Bandar Lampung, sinarlampung.co – Polresta Bandar Lampung mencatat capaian signifikan dalam pemberantasan narkoba sepanjang September 2025. Dalam kurun waktu sebulan, aparat berhasil mengamankan 32 tersangka dari 22 laporan polisi.
Kapolresta Bandar Lampung, Kombes Pol Alfret Jacob Tilukay, menyebut mayoritas pelaku merupakan pengedar. “Dari total 32 tersangka, 22 di antaranya adalah pengedar, sementara 10 lainnya merupakan pengguna,” ujarnya saat konferensi pers, Jumat (3/10/2025).
Penangkapan dilakukan oleh Satresnarkoba Polresta Bandar Lampung bersama Polsek Teluk Betung Selatan melalui serangkaian operasi di berbagai kecamatan.
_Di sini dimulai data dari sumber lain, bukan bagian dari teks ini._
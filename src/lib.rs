//! Perpetual futures exchange connectors
//!
//! - Nado: EIP-712 signed orders over the gateway API
//! - Vest: ECDSA signed actions behind a registered API key
//!
//! Each venue provides a `PerpetualConnector` plus order book and user
//! stream data sources that push into Tokio queues.

pub mod adapters;
pub mod config;
pub mod error;

pub use error::AppError;
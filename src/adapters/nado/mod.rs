//! Nado perpetual connector
//!
//! - `connector`: orders, balances and positions over the gateway REST API
//! - `order_book`: snapshots, funding and public websocket streams
//! - `user_stream`: fills and position changes for the subaccount
pub mod config;
pub mod connector;
pub mod constants;
pub mod eip712;
pub mod order_book;
pub mod rest;
pub mod signing;
pub mod stream;
pub mod types;
pub mod user_stream;
pub mod utils;

pub use config::NadoConfig;
pub use connector::NadoConnector;
pub use order_book::NadoOrderBookDataSource;
pub use user_stream::NadoUserStreamDataSource;
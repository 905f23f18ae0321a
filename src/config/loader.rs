//! Configuration loader for YAML files

use std::fs::File;
use std::io::BufReader;
use std::path::Path;

use crate::error::AppError;

use super::types::AppConfig;

/// Env var overriding the runner configuration path
pub const CONFIG_PATH_ENV: &str = "CONNECTORS_CONFIG";
pub const DEFAULT_CONFIG_PATH: &str = "config.yaml";

/// `CONNECTORS_CONFIG` when set, otherwise `config.yaml`
pub fn config_path() -> String {
    std::env::var(CONFIG_PATH_ENV).unwrap_or_else(|_| DEFAULT_CONFIG_PATH.to_string())
}

/// Load and validate the runner configuration from a YAML file
///
/// # Returns
/// * `Err(AppError::Config)` - file not found, parse error or validation failure
pub fn load_config(path: &Path) -> Result<AppConfig, AppError> {
    if !path.exists() {
        return Err(AppError::Config(format!(
            "Configuration file not found: {}",
            path.display()
        )));
    }

    let file = File::open(path)?;
    let reader = BufReader::new(file);

    let config: AppConfig = serde_yaml::from_reader(reader).map_err(|e| {
        AppError::Config(format!("YAML parse error in '{}': {}", path.display(), e))
    })?;

    config.validate()?;

    Ok(config)
}

/// Load configuration from a YAML string (useful for testing)
pub fn load_config_from_str(yaml_content: &str) -> Result<AppConfig, AppError> {
    let config: AppConfig = serde_yaml::from_str(yaml_content)
        .map_err(|e| AppError::Config(format!("YAML parse error: {}", e)))?;

    config.validate()?;

    Ok(config)
}

// ============================================================================
// Tests
// ============================================================================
Dari tangan para pelaku, polisi menyita barang bukti sabu seberat 302,77 gram, ganja 0,79 gram, dan 20 butir pil ekstasi.
Menurut Alfret, jika barang haram tersebut lolos ke pasar gelap, sedikitnya 1.051 orang berpotensi menjadi korban penyalahgunaan dengan nilai ekonomi mencapai Rp309 juta. “Barang bukti yang kami amankan ini sangat besar jika dikaitkan dengan jumlah warga yang bisa diselamatkan,” tegasnya.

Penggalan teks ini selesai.